The numbers of buyers has grown strongly, according to the Royal Institution of Chartered Surveyors survey, with a net balance of 75% of estate reported an increase during the month.
A healthy number homes is also coming to market, with a balance of 59% of agents reporting an increase, suggesting the housing market is in a good place this summer.
This ties in with Google Trends data cited by some economists, which suggests the number of people visiting the three main property portals — Rightmove (LON:RMV), Zoopla and OnTheMarket (LON:OTMP) — exceeded January’s level by 21% in the first 12 days of August.

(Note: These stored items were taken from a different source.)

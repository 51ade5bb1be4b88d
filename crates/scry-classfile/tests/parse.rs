use scry_classfile::{
    ClassFile, ConstValue, ElementValue, Error, ParseOptions, ACC_ABSTRACT, ACC_INTERFACE,
    ACC_PUBLIC, ACC_SUPER, CLASS_FILE_MAGIC,
};
use scry_test_utils::{AnnotationSpec, ClassFileBuilder, ElementSpec, MemberSpec};

fn sample() -> ClassFileBuilder {
    ClassFileBuilder::class("com/example/Dog")
        .extends("com/example/Animal")
        .implements("java/lang/Comparable")
        .implements("java/io/Serializable")
        .signature("Lcom/example/Animal;Ljava/lang/Comparable<Lcom/example/Dog;>;")
        .annotate("Lcom/example/Pet;")
        .annotate_invisible("Lcom/example/Internal;")
        .field(
            MemberSpec::new("name", "Ljava/lang/String;").annotate("Ljavax/annotation/Nonnull;"),
        )
        .method(
            MemberSpec::new("compareTo", "(Lcom/example/Dog;)I")
                .signature("(Lcom/example/Dog;)I")
                .annotate("Lcom/example/Suspendable;")
                .code(vec![0x03, 0xAC]), // iconst_0; ireturn
        )
        .method(MemberSpec::new("bark", "()V").code(vec![0xB1])) // return
}

#[test]
fn parses_structural_metadata() {
    let class = ClassFile::parse(&sample().build()).unwrap();

    assert_eq!(class.major_version, 52);
    assert_eq!(class.this_class, "com/example/Dog");
    assert_eq!(class.super_class.as_deref(), Some("com/example/Animal"));
    assert_eq!(
        class.interfaces,
        vec!["java/lang/Comparable", "java/io/Serializable"]
    );
    assert!(!class.is_interface());
    assert_eq!(
        class.signature.as_deref(),
        Some("Lcom/example/Animal;Ljava/lang/Comparable<Lcom/example/Dog;>;")
    );

    let visible: Vec<_> = class
        .runtime_visible_annotations
        .iter()
        .map(|a| a.type_descriptor.as_str())
        .collect();
    assert_eq!(visible, vec!["Lcom/example/Pet;"]);
    assert_eq!(
        class.runtime_invisible_annotations[0].type_internal_name(),
        Some("com/example/Internal")
    );

    assert_eq!(class.fields.len(), 1);
    assert_eq!(class.fields[0].name, "name");
    assert_eq!(class.fields[0].descriptor, "Ljava/lang/String;");
    assert!(class.fields[0].body.is_none());

    let compare = &class.methods[0];
    assert_eq!(compare.name, "compareTo");
    assert_eq!(compare.signature.as_deref(), Some("(Lcom/example/Dog;)I"));
    assert_eq!(compare.runtime_visible_annotations.len(), 1);
    let body = compare.body.as_ref().unwrap();
    assert_eq!(body.code, vec![0x03, 0xAC]);
    assert_eq!(body.max_stack, 2);
    assert!(body.exception_handlers.is_empty());
}

#[test]
fn skipping_code_keeps_structure() {
    let bytes = sample().build();
    let full = ClassFile::parse(&bytes).unwrap();
    let skipped = ClassFile::parse_with(&bytes, ParseOptions::skip_code()).unwrap();

    assert!(full.methods.iter().all(|m| m.body.is_some()));
    assert!(skipped.methods.iter().all(|m| m.body.is_none()));

    assert_eq!(full.this_class, skipped.this_class);
    assert_eq!(full.super_class, skipped.super_class);
    assert_eq!(full.interfaces, skipped.interfaces);
    assert_eq!(
        full.runtime_visible_annotations,
        skipped.runtime_visible_annotations
    );
    for (a, b) in full.methods.iter().zip(&skipped.methods) {
        assert_eq!(a.name, b.name);
        assert_eq!(a.descriptor, b.descriptor);
        assert_eq!(a.signature, b.signature);
        assert_eq!(a.runtime_visible_annotations, b.runtime_visible_annotations);
    }
}

#[test]
fn parses_annotation_elements() {
    let bytes = ClassFileBuilder::class("com/example/Job")
        .annotate(
            AnnotationSpec::new("Lcom/example/Schedule;")
                .element("every", ElementSpec::Int(30))
                .element("zone", ElementSpec::Str("UTC".to_string()))
                .element(
                    "unit",
                    ElementSpec::Enum {
                        type_descriptor: "Ljava/util/concurrent/TimeUnit;".to_string(),
                        const_name: "SECONDS".to_string(),
                    },
                )
                .element(
                    "tags",
                    ElementSpec::Array(vec![
                        ElementSpec::Class("Ljava/lang/String;".to_string()),
                        ElementSpec::Int(30),
                    ]),
                ),
        )
        .build();

    let class = ClassFile::parse(&bytes).unwrap();
    let ann = &class.runtime_visible_annotations[0];
    assert_eq!(
        ann.element("every"),
        Some(&ElementValue::Const(ConstValue::Int(30)))
    );
    assert_eq!(
        ann.element("zone"),
        Some(&ElementValue::Const(ConstValue::String("UTC".to_string())))
    );
    assert_eq!(
        ann.element("unit"),
        Some(&ElementValue::Enum {
            type_descriptor: "Ljava/util/concurrent/TimeUnit;".to_string(),
            const_name: "SECONDS".to_string(),
        })
    );
    assert_eq!(
        ann.element("tags"),
        Some(&ElementValue::Array(vec![
            ElementValue::Class("Ljava/lang/String;".to_string()),
            ElementValue::Const(ConstValue::Int(30)),
        ]))
    );
    assert_eq!(ann.element("missing"), None);
}

#[test]
fn root_class_has_no_super() {
    let class = ClassFile::parse(&ClassFileBuilder::root("java/lang/Object").build()).unwrap();
    assert_eq!(class.super_class, None);

    let iface = ClassFile::parse(&ClassFileBuilder::interface("java/lang/Runnable").build()).unwrap();
    assert!(iface.is_interface());
}

#[test]
fn rejects_bad_magic() {
    let mut bytes = sample().build();
    bytes[0] = 0xDE;
    assert!(matches!(
        ClassFile::parse(&bytes),
        Err(Error::InvalidMagic(0xDEFEBABE))
    ));
}

#[test]
fn rejects_truncated_input() {
    let bytes = sample().build();
    for len in [0, 3, 9, bytes.len() / 2, bytes.len() - 1] {
        assert!(
            ClassFile::parse(&bytes[..len]).is_err(),
            "prefix of {len} bytes parsed"
        );
    }
}

#[test]
fn rejects_trailing_bytes() {
    let mut bytes = sample().build();
    bytes.extend_from_slice(&[0, 0]);
    assert_eq!(ClassFile::parse(&bytes).unwrap_err(), Error::TrailingBytes(2));
}

#[test]
fn rejects_out_of_range_this_class() {
    let mut bytes = ClassFileBuilder::class("A").build();
    // With no interfaces, members or attributes the class ends with seven
    // u2 values: access_flags, this_class, super_class and four zero counts.
    let class = ClassFile::parse(&bytes).unwrap();
    assert_eq!(class.this_class, "A");

    let this_class_offset = bytes.len() - 2 * 6;
    bytes[this_class_offset] = 0xFF;
    bytes[this_class_offset + 1] = 0xFF;
    assert_eq!(
        ClassFile::parse(&bytes).unwrap_err(),
        Error::InvalidConstantPoolIndex(0xFFFF)
    );
}

/// A class whose only annotation has one element: `depth` arrays, each
/// holding the next, around an empty array.
fn nested_array_annotation(depth: usize) -> Vec<u8> {
    fn utf8(out: &mut Vec<u8>, text: &str) {
        out.push(1);
        out.extend_from_slice(&(text.len() as u16).to_be_bytes());
        out.extend_from_slice(text.as_bytes());
    }

    let mut value = Vec::with_capacity(3 * depth + 3);
    for _ in 0..depth {
        value.extend_from_slice(&[b'[', 0, 1]);
    }
    value.extend_from_slice(&[b'[', 0, 0]);

    let mut bytes = vec![0xCA, 0xFE, 0xBA, 0xBE, 0, 0, 0, 52];
    bytes.extend_from_slice(&6u16.to_be_bytes());
    utf8(&mut bytes, "T"); // #1
    bytes.extend_from_slice(&[7, 0, 1]); // #2 Class T
    utf8(&mut bytes, "RuntimeVisibleAnnotations"); // #3
    utf8(&mut bytes, "Lcom/example/Deep;"); // #4
    utf8(&mut bytes, "value"); // #5

    // access, this_class, super_class, then no interfaces, fields or methods.
    bytes.extend_from_slice(&[0x00, 0x21, 0, 2, 0, 0, 0, 0, 0, 0, 0, 0]);
    bytes.extend_from_slice(&1u16.to_be_bytes());
    bytes.extend_from_slice(&3u16.to_be_bytes());
    bytes.extend_from_slice(&((8 + value.len()) as u32).to_be_bytes());
    bytes.extend_from_slice(&[0, 1, 0, 4, 0, 1, 0, 5]);
    bytes.extend_from_slice(&value);
    bytes
}

#[test]
fn shallow_nested_element_values_parse() {
    let class = ClassFile::parse(&nested_array_annotation(10)).unwrap();
    let annotation = &class.runtime_visible_annotations[0];
    assert_eq!(annotation.type_descriptor, "Lcom/example/Deep;");

    let mut value = annotation.element("value").unwrap();
    let mut depth = 0;
    while let ElementValue::Array(values) = value {
        match values.first() {
            Some(inner) => {
                value = inner;
                depth += 1;
            }
            None => break,
        }
    }
    assert_eq!(depth, 10);
}

#[test]
fn deeply_nested_element_values_are_rejected() {
    let bytes = nested_array_annotation(80_000);
    assert_eq!(
        ClassFile::parse(&bytes).unwrap_err(),
        Error::MalformedAttribute("annotation")
    );
    assert_eq!(
        ClassFile::parse_with(&bytes, ParseOptions::skip_code()).unwrap_err(),
        Error::MalformedAttribute("annotation")
    );
}

#[test]
fn access_flags_and_magic() {
    let class_bytes = ClassFileBuilder::class("com/example/Plain").build();
    assert_eq!(&class_bytes[..4], &CLASS_FILE_MAGIC.to_be_bytes());
    let class = ClassFile::parse(&class_bytes).unwrap();
    assert_eq!(class.access_flags, ACC_PUBLIC | ACC_SUPER);

    let iface = ClassFile::parse(&ClassFileBuilder::interface("com/example/Api").build()).unwrap();
    assert_eq!(iface.access_flags, ACC_PUBLIC | ACC_INTERFACE | ACC_ABSTRACT);
    assert!(iface.is_interface());
}
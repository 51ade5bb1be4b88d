use std::ffi::OsStr;
use std::path::{Path, PathBuf};

use scry_classfile::names::{to_class_file_name, to_dotted_name};

use crate::{is_ignored_class, ClassSource, SourceError};

/// An exploded class directory such as `target/classes`.
#[derive(Clone, Debug)]
pub struct DirectorySource {
    root: PathBuf,
}

impl DirectorySource {
    pub fn new(root: impl Into<PathBuf>) -> Self {
        Self { root: root.into() }
    }

    pub fn root(&self) -> &Path {
        &self.root
    }
}

impl ClassSource for DirectorySource {
    fn fetch(&self, binary_name: &str) -> Result<Vec<u8>, SourceError> {
        let relative = to_class_file_name(binary_name);
        // Empty or `..` segments would let a crafted name escape `root`.
        if relative
            .split('/')
            .any(|segment| segment.is_empty() || segment == "..")
        {
            return Err(SourceError::not_found(binary_name));
        }

        let path = self.root.join(&relative);
        match std::fs::read(&path) {
            Ok(bytes) => Ok(bytes),
            Err(err) if err.kind() == std::io::ErrorKind::NotFound => {
                tracing::trace!(
                    target: "scry.classpath",
                    path = %path.display(),
                    "class file not present in directory"
                );
                Err(SourceError::not_found(binary_name))
            }
            Err(err) => Err(SourceError::io(binary_name, err)),
        }
    }

    fn binary_names(&self) -> Result<Vec<String>, SourceError> {
        let mut out = Vec::new();
        for entry in walkdir::WalkDir::new(&self.root).follow_links(false) {
            let entry = entry.map_err(|err| {
                SourceError::io(self.root.display().to_string(), err.into())
            })?;
            if !entry.file_type().is_file() {
                continue;
            }
            if entry.path().extension() != Some(OsStr::new("class")) {
                continue;
            }
            let Ok(relative) = entry.path().strip_prefix(&self.root) else {
                continue;
            };
            let internal = relative
                .components()
                .map(|c| c.as_os_str().to_string_lossy())
                .collect::<Vec<_>>()
                .join("/");
            let internal = internal.strip_suffix(".class").unwrap_or(&internal);
            if is_ignored_class(internal) {
                continue;
            }
            out.push(to_dotted_name(internal));
        }
        out.sort();
        Ok(out)
    }
}

#[cfg(test)]
mod tests {
    use super::*;

    #[test]
    fn rejects_names_that_escape_the_root() {
        let tmp = tempfile::TempDir::new().unwrap();
        let inner = tmp.path().join("classes");
        std::fs::create_dir_all(&inner).unwrap();
        std::fs::write(tmp.path().join("Secret.class"), b"x").unwrap();

        let source = DirectorySource::new(&inner);
        for name in ["../Secret", "..Secret", "/Secret", "", "a//b"] {
            assert!(
                source.fetch(name).unwrap_err().is_not_found(),
                "{name:?} should be not found"
            );
        }
    }
}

The market was given a boost when Chancellor Rishi Sunak last month temporarily raised the stamp duty threshold to £500,000 to boost activity in the housing market after the lockdown.
But RICS reported its members are worried about the economic outlook, with unemployment rising and expected to grow sharply as the government furlough scheme comes to an end in the autumn.
Just over a quarter of surveyor expect housing transactions to continue to pick in the coming months.
And this proportion dropped to minus-10% when agents made their projections for the year ahead, while a balance of just 8% of surveyors believes prices will be higher in 12 months’ time than today.
“It is interesting that there remains rather more caution about the medium-term outlook, with the macro environment, job losses and the ending or tapering of government support measures for the sector expected to take their toll,” said RICS chief economist Simon Rubinsohn.
“Significantly, some contributors are now even referencing the possibility of a boom followed by a bust.”
This follows a report from Halifax that a housing marked “mini boom” had pushed average values up 1.6% month-on-month in July — the first increase in prices reported by the bank in five months.
The Office for Budget Responsibility recently warned that house prices could fall by 21% by the third quarter of 2021.
Economist Samuel Tombs at Pantheon Macroeconomics reckoned the fall from peak to trough was only going to be around 3% by next summer.
“Prices are defying gravity for now because few homes are on the market,” Tombs said, pointing to an average of just 41 properties per estate agent in July, well below the 55 average of the 2010s.
“Nonetheless, distressed sales have been contained because the Coronavirus Job Retention Scheme has protected temporarily the income of surplus workers, while struggling borrowers have easily obtained payment holidays, which can last for up to six months.
“By the winter, however, this policy support will have rolled off and the current imbalance between demand and supply will unwind.”
Shares in companies in the residential property market were mixed on Thursday, with some estate agency stocks higher, such as Purplebricks (LON:PURP) and OnTheMarket, while Rightmove was flat, and similar for housebuilders, with Persimmon (LON:PSN) and Bellway (LON:BWY) in the green, while the likes of Berkeley (LON:BKG) and Taylor Wimpey (LON:TW.) were near flat.